▶ _Records for the task_
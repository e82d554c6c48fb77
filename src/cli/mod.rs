mod commands;

use std::time::Duration;

use clap::{Parser, Subcommand, ValueEnum};
use serde_json::Value;

use crate::connector::ClientConfig;
use crate::domain::{
    DEFAULT_COLLECTION, DEFAULT_CONFIG_TYPE, DEFAULT_MEMORY_TYPE, DEFAULT_MODEL_CONFIG,
    DEFAULT_PROMPT_TYPE, DEFAULT_RETRIEVAL_K,
};

pub use commands::*;

/// Placeholder argument meaning "read the text from standard input".
pub const STDIN_PLACEHOLDER: &str = "-";

#[derive(Parser)]
#[command(name = "langchain-client")]
#[command(author, version, about = "LangChain Service CLI", long_about = None)]
pub struct Cli {
    /// Service URL (falls back to $LANGCHAIN_URL, then the built-in default)
    #[arg(long, global = true)]
    pub url: Option<String>,

    /// Request timeout in seconds (falls back to $LANGCHAIN_TIMEOUT, then 120)
    #[arg(long, global = true, value_parser = clap::value_parser!(u64).range(1..))]
    pub timeout: Option<u64>,

    /// Debug logging on stderr
    #[arg(short, long, global = true)]
    pub verbose: bool,

    #[command(subcommand)]
    pub command: Option<Commands>,
}

impl Cli {
    /// Environment first, then explicit flags on top.
    pub fn client_config(&self) -> ClientConfig {
        let mut config = ClientConfig::from_env();
        if let Some(url) = &self.url {
            config = config.with_base_url(url.as_str());
        }
        if let Some(secs) = self.timeout {
            config = config.with_timeout(Duration::from_secs(secs));
        }
        config
    }
}

#[derive(Debug, Clone, Copy, PartialEq, Eq, ValueEnum)]
pub enum AgentKind {
    Devops,
    Noc,
}

impl AgentKind {
    pub fn as_str(&self) -> &'static str {
        match self {
            AgentKind::Devops => "devops",
            AgentKind::Noc => "noc",
        }
    }
}

#[derive(Debug, Subcommand)]
pub enum Commands {
    /// Check service health
    Health,

    /// Get service info
    Info,

    /// Send chat message
    Chat {
        message: String,

        #[arg(short, long, default_value = DEFAULT_MODEL_CONFIG)]
        model: String,

        #[arg(short, long)]
        session: Option<String>,
    },

    /// Stream a chat answer as it is generated
    Stream {
        message: String,

        #[arg(short, long, default_value = DEFAULT_MODEL_CONFIG)]
        model: String,
    },

    /// RAG query
    Rag {
        question: String,

        #[arg(short, long, default_value = DEFAULT_COLLECTION)]
        collection: String,

        /// Number of documents
        #[arg(short = 'k', default_value_t = DEFAULT_RETRIEVAL_K)]
        k: u32,
    },

    /// RAG query using a session's conversation history
    RagChat {
        question: String,

        #[arg(short, long, default_value = DEFAULT_COLLECTION)]
        collection: String,

        #[arg(short, long)]
        session: Option<String>,

        #[arg(short, long, default_value = DEFAULT_MODEL_CONFIG)]
        model: String,

        #[arg(short = 'k', default_value_t = DEFAULT_RETRIEVAL_K)]
        k: u32,
    },

    /// Run agent task
    Agent {
        task: String,

        #[arg(short = 't', long = "type", value_enum, default_value_t = AgentKind::Devops)]
        agent_type: AgentKind,

        /// Ask the agent for verbose server-side output
        #[arg(long)]
        verbose_agent: bool,
    },

    /// NOC troubleshooting workflow
    Troubleshoot {
        issue: String,

        #[arg(long)]
        verbose_agent: bool,
    },

    /// Summarize text
    Summarize {
        /// Text to summarize (or - for stdin)
        text: String,

        #[arg(short, long, default_value = DEFAULT_PROMPT_TYPE)]
        prompt_type: String,
    },

    /// Analyze a log file
    AnalyzeLog {
        /// Log file (or - for stdin)
        input: String,

        #[arg(short, long, default_value = DEFAULT_MODEL_CONFIG)]
        model: String,
    },

    /// Analyze a device or service configuration file
    AnalyzeConfig {
        /// Configuration file (or - for stdin)
        input: String,

        /// Configuration dialect, e.g. cisco-ios or junos
        #[arg(short = 't', long = "type", default_value = DEFAULT_CONFIG_TYPE)]
        config_type: String,

        #[arg(short, long, default_value = DEFAULT_MODEL_CONFIG)]
        model: String,
    },

    /// Manage conversation memory sessions
    Memory {
        #[command(subcommand)]
        command: MemoryCommand,
    },

    /// Inspect stored conversations
    Conversations {
        #[command(subcommand)]
        command: ConversationCommand,
    },
}

#[derive(Debug, Subcommand)]
pub enum MemoryCommand {
    /// Create a memory session
    Create {
        session: String,

        /// buffer, buffer_window, summary or summary_buffer
        #[arg(short = 't', long = "type", default_value = DEFAULT_MEMORY_TYPE)]
        memory_type: String,

        /// Extra key=value settings, e.g. -o k=5
        #[arg(short = 'o', long = "option", value_parser = parse_option)]
        options: Vec<(String, Value)>,
    },

    /// Show a session's message history
    History { session: String },

    /// Clear a session's memory
    Clear { session: String },
}

#[derive(Debug, Subcommand)]
pub enum ConversationCommand {
    List,

    Show { session: String },

    Delete { session: String },
}

/// Parse `key=value`; the value is JSON when it parses as JSON, a string otherwise.
fn parse_option(raw: &str) -> Result<(String, Value), String> {
    let (key, value) = raw
        .split_once('=')
        .ok_or_else(|| format!("expected key=value, got '{raw}'"))?;
    let key = key.trim();
    if key.is_empty() {
        return Err(format!("empty key in '{raw}'"));
    }
    let value = serde_json::from_str(value).unwrap_or_else(|_| Value::String(value.to_string()));
    Ok((key.to_string(), value))
}

#[cfg(test)]
mod cli_tests {
    use serde_json::json;

    use super::*;

    #[test]
    fn no_subcommand_parses_to_none() {
        let cli = Cli::try_parse_from(["langchain-client"]).unwrap();
        assert!(cli.command.is_none());
    }

    #[test]
    fn timeout_must_be_at_least_one_second() {
        assert!(Cli::try_parse_from(["langchain-client", "--timeout", "0", "health"]).is_err());

        let cli = Cli::try_parse_from(["langchain-client", "health", "--timeout", "3"]).unwrap();
        assert_eq!(cli.timeout, Some(3));
    }

    #[test]
    fn chat_defaults_and_flags() {
        let cli = Cli::try_parse_from(["langchain-client", "chat", "hello"]).unwrap();
        match cli.command {
            Some(Commands::Chat { message, model, session }) => {
                assert_eq!(message, "hello");
                assert_eq!(model, "general");
                assert!(session.is_none());
            }
            other => panic!("unexpected command: {other:?}"),
        }

        let cli =
            Cli::try_parse_from(["langchain-client", "chat", "hi", "-m", "code", "-s", "abc"])
                .unwrap();
        match cli.command {
            Some(Commands::Chat { model, session, .. }) => {
                assert_eq!(model, "code");
                assert_eq!(session.as_deref(), Some("abc"));
            }
            other => panic!("unexpected command: {other:?}"),
        }
    }

    #[test]
    fn rag_takes_collection_and_k() {
        let cli = Cli::try_parse_from([
            "langchain-client",
            "rag",
            "what is ospf",
            "-c",
            "network_docs",
            "-k",
            "3",
        ])
        .unwrap();
        match cli.command {
            Some(Commands::Rag { question, collection, k }) => {
                assert_eq!(question, "what is ospf");
                assert_eq!(collection, "network_docs");
                assert_eq!(k, 3);
            }
            other => panic!("unexpected command: {other:?}"),
        }
    }

    #[test]
    fn agent_type_is_restricted() {
        let cli = Cli::try_parse_from(["langchain-client", "agent", "check disk", "-t", "noc"])
            .unwrap();
        assert!(matches!(
            cli.command,
            Some(Commands::Agent { agent_type: AgentKind::Noc, .. })
        ));

        let res = Cli::try_parse_from(["langchain-client", "agent", "x", "-t", "sre"]);
        assert!(res.is_err(), "only devops and noc agents exist");
    }

    #[test]
    fn global_url_is_accepted_after_subcommand() {
        let cli = Cli::try_parse_from([
            "langchain-client",
            "health",
            "--url",
            "http://localhost:8002/",
            "--timeout",
            "5",
        ])
        .unwrap();
        let config = cli.client_config();
        assert_eq!(config.base_url(), "http://localhost:8002");
        assert_eq!(config.timeout(), Duration::from_secs(5));
    }

    #[test]
    fn memory_options_parse_as_json_or_string() {
        let cli = Cli::try_parse_from([
            "langchain-client",
            "memory",
            "create",
            "s1",
            "--type",
            "buffer_window",
            "-o",
            "k=3",
            "-o",
            "label=ops team",
        ])
        .unwrap();
        match cli.command {
            Some(Commands::Memory {
                command: MemoryCommand::Create { session, memory_type, options },
            }) => {
                assert_eq!(session, "s1");
                assert_eq!(memory_type, "buffer_window");
                assert_eq!(
                    options,
                    vec![
                        ("k".to_string(), json!(3)),
                        ("label".to_string(), json!("ops team")),
                    ]
                );
            }
            other => panic!("unexpected command: {other:?}"),
        }
    }

    #[test]
    fn malformed_option_is_rejected() {
        assert!(parse_option("novalue").is_err());
        assert!(parse_option("=1").is_err());
    }
}
pub mod application;
pub mod cli;
pub mod connector;
pub mod domain;

pub use application::{LangChainApi, TextStream};

pub use connector::{decode_text_chunks, ClientConfig, LangChainClient};

pub use domain::{
    AgentRun, AgentTask, ChatRequest, ConfigAnalysis, ConfigAnalysisRequest,
    ConversationalRagQuery, HistoryMessage, JsonObject, LogAnalysis, LogAnalysisRequest,
    MemorySession, RagAnswer, RagQuery, RequestError, SummarizeRequest,
    TroubleshootRequest, Troubleshooting,
};
// Copyright 2014-2017 The arbor Project Developers. See the
// COPYRIGHT file at the top-level directory of this distribution.
//
// Licensed under the Apache License, Version 2.0 <LICENSE-APACHE or
// http://www.apache.org/licenses/LICENSE-2.0> or the MIT license
// <LICENSE-MIT or http://opensource.org/licenses/MIT>, at your
// option. This file may not be copied, modified, or distributed
// except according to those terms.

//! Internal vocabulary of the tree builder.

use crate::tokenizer::states::RawKind;
use crate::tokenizer::Tag;

use tendril::StrTendril;

/// The tree constructor's principal state. One variant per insertion mode
/// of the tree-construction chapter; each mode prescribes handling for
/// every kind of token.
#[derive(PartialEq, Eq, Copy, Clone, Debug)]
pub(crate) enum InsertionMode {
    Initial,
    BeforeHtml,
    BeforeHead,
    InHead,
    InHeadNoscript,
    AfterHead,
    InBody,
    Text,
    InTable,
    InTableText,
    InCaption,
    InColumnGroup,
    InTableBody,
    InRow,
    InCell,
    InSelect,
    InSelectInTable,
    InTemplate,
    AfterBody,
    InFrameset,
    AfterFrameset,
    AfterAfterBody,
    AfterAfterFrameset,
}

/// How much is known about a character run's whitespace content. Several
/// modes only want the leading whitespace of a run; the builder peels it
/// off lazily and tags the pieces so the check isn't repeated.
#[derive(PartialEq, Eq, Copy, Clone, Debug)]
pub(crate) enum CharSplit {
    /// Not examined yet.
    Unsplit,
    /// Entirely whitespace.
    Whitespace,
    /// Starts with a non-whitespace character.
    NonWhitespace,
}

/// The token alphabet of the insertion modes. DOCTYPEs and tokenizer-level
/// errors never reach a mode handler; they are dealt with up front.
#[derive(PartialEq, Eq, Clone, Debug)]
pub(crate) enum Token {
    Tag(Tag),
    Comment(StrTendril),
    Characters(CharSplit, StrTendril),
    Null,
    Eof,
}

/// What a mode handler decided about its token.
pub(crate) enum Outcome {
    /// The token has been fully handled.
    Done,
    /// Handled, and a start tag's self-closing flag was honored.
    DoneAckSelfClosing,
    /// Split the run's leading whitespace off and run the mode again.
    PeelWhitespace(StrTendril),
    /// Run the token through another mode.
    Reprocess(InsertionMode, Token),
    /// Put the tokenizer into PLAINTEXT.
    ToPlaintext,
    /// Put the tokenizer into a raw-text state.
    ToRawText(RawKind),
    /// A `<meta>` declared this encoding; the driver may restart.
    ChangeEncoding(StrTendril),
}

/// An entry of the list of active formatting elements. Markers fence off
/// formatting that must not leak out of tables, buttons, and the like.
pub(crate) enum FormattingEntry<Handle> {
    Element(Handle, Tag),
    Marker,
}

/// Where a new node is about to go.
pub(crate) enum InsertionPoint<Handle> {
    /// At the end of this node's children.
    Append(Handle),
    /// The foster-parenting spot: immediately before `table` if the table
    /// has a parent, otherwise at the end of `table_fallback`.
    Foster {
        table: Handle,
        table_fallback: Handle,
    },
}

▶ _What to work on_
Only a number is expected: the count of lines in the data that contain the word "crate".

▶ _Task solution_
10